[Opening SUPPLIED RECORDS section]

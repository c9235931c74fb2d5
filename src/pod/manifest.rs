//! Pod manifest loading from JSON or TOML files.
//!
//! Files are read through `cap_std::fs_utf8`, matching the configuration
//! loader. The format is chosen from the file extension.

use camino::{Utf8Path, Utf8PathBuf};
use cap_std::ambient_authority;
use cap_std::fs_utf8::Dir;
use ortho_config::{serde_json, toml};

use super::Pod;
use crate::error::{ManifestError, Result};

/// Supported manifest encodings.
#[derive(Debug, Clone, Copy, PartialEq, Eq)]
pub enum ManifestFormat {
    /// JSON document.
    Json,
    /// TOML document.
    Toml,
}

impl ManifestFormat {
    /// Pick the format from a path's extension.
    ///
    /// # Errors
    ///
    /// Returns `ManifestError::UnsupportedFormat` when the extension is
    /// missing or not `json`/`toml`.
    pub fn from_path(path: &Utf8Path) -> Result<Self> {
        let extension = path.extension().unwrap_or_default();
        match extension.to_ascii_lowercase().as_str() {
            "json" => Ok(Self::Json),
            "toml" => Ok(Self::Toml),
            _ => Err(ManifestError::UnsupportedFormat {
                extension: String::from(extension),
            }
            .into()),
        }
    }
}

/// Decode a pod from manifest text.
///
/// `path` is only used for error reporting.
///
/// # Errors
///
/// Returns `ManifestError::ParseError` when the text is not a valid pod.
pub fn parse_pod(content: &str, format: ManifestFormat, path: &Utf8Path) -> Result<Pod> {
    let decoded = match format {
        ManifestFormat::Json => serde_json::from_str::<Pod>(content).map_err(|e| e.to_string()),
        ManifestFormat::Toml => toml::from_str::<Pod>(content).map_err(|e| e.to_string()),
    };

    decoded.map_err(|message| {
        ManifestError::ParseError {
            path: path.as_std_path().to_path_buf(),
            message,
        }
        .into()
    })
}

/// Load a pod manifest from disk.
///
/// # Errors
///
/// Returns `ManifestError::UnsupportedFormat` for unknown extensions,
/// `ManifestError::NotFound` when the file cannot be opened, and
/// `ManifestError::ParseError` when it cannot be decoded.
pub fn load_pod(path: &Utf8PathBuf) -> Result<Pod> {
    let format = ManifestFormat::from_path(path)?;

    let current_dir = Utf8PathBuf::from(".");
    let parent = path
        .parent()
        .filter(|dir| !dir.as_str().is_empty())
        .unwrap_or_else(|| current_dir.as_ref());
    let file_name = path.file_name().unwrap_or(path.as_str());

    let not_found = || ManifestError::NotFound {
        path: path.as_std_path().to_path_buf(),
    };

    let dir = Dir::open_ambient_dir(parent, ambient_authority()).map_err(|_| not_found())?;
    let content = dir.read_to_string(file_name).map_err(|_| not_found())?;

    parse_pod(&content, format, path)
}
//! Configuration system for podshim.
//!
//! This module provides the configuration structures and CLI definitions for the
//! podshim binary. Configuration loading and precedence merging is handled by
//! the `ortho_config` crate. Precedence: CLI flags override environment
//! variables, which override configuration files, which override defaults.
//!
//! The configuration file is expected at `~/.config/podshim/config.toml` by default.
//!
//! # Example Configuration
//!
//! ```toml
//! engine_socket = "unix:///run/user/1000/podman/podman.sock"
//!
//! [translation]
//! host_userns_policy = "first-container"
//! ```

mod cli;
mod loader;
mod types;

#[cfg(test)]
mod tests;

pub use cli::{Cli, Commands, ManifestArgs};
pub use loader::{env_var_names, load_config};
pub use types::{AppConfig, TranslationConfig};
//! Then-step assertions for runtime adapter behavioural scenarios.

use rstest_bdd_macros::then;

use super::state::{AdapterState, StepResult};

#[then("all sources are ready")]
fn all_sources_are_ready(adapter_state: &AdapterState) -> StepResult<()> {
    match adapter_state.ready.get() {
        Some(true) => Ok(()),
        other => Err(format!("expected sources to be ready, got {other:?}")),
    }
}

#[then("the runtime type is {expected}")]
fn runtime_type_is(adapter_state: &AdapterState, expected: String) -> StepResult<()> {
    let runtime_type = adapter_state
        .runtime_type
        .get()
        .ok_or_else(|| String::from("the runtime capability should have been granted"))?;
    if runtime_type == expected {
        return Ok(());
    }
    Err(format!("expected runtime type {expected}, got {runtime_type}"))
}

#[then("the error message is {expected}")]
fn error_message_is(adapter_state: &AdapterState, expected: String) -> StepResult<()> {
    let message = adapter_state
        .error
        .get()
        .ok_or_else(|| String::from("an error should have been recorded"))?;
    if message == expected {
        return Ok(());
    }
    Err(format!("expected error message {expected:?}, got {message:?}"))
}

[Closing SUPPLIED RECORDS section]

#### WHAT YOU NEED TO DO
Through the line that holds "use cap_std::fs_utf8::Dir;", repeat the material above exactly, starting at its first line.

#### ANSWER TO THE EXERCISE
repository c9235931c74fb2d5
filename src/pod/manifest.rs
//! Pod manifest loading from JSON or TOML files.
//!
//! Files are read through `cap_std::fs_utf8`, matching the configuration
//! loader. The format is chosen from the file extension.

use camino::{Utf8Path, Utf8PathBuf};
use cap_std::ambient_authority;
use cap_std::fs_utf8::Dir;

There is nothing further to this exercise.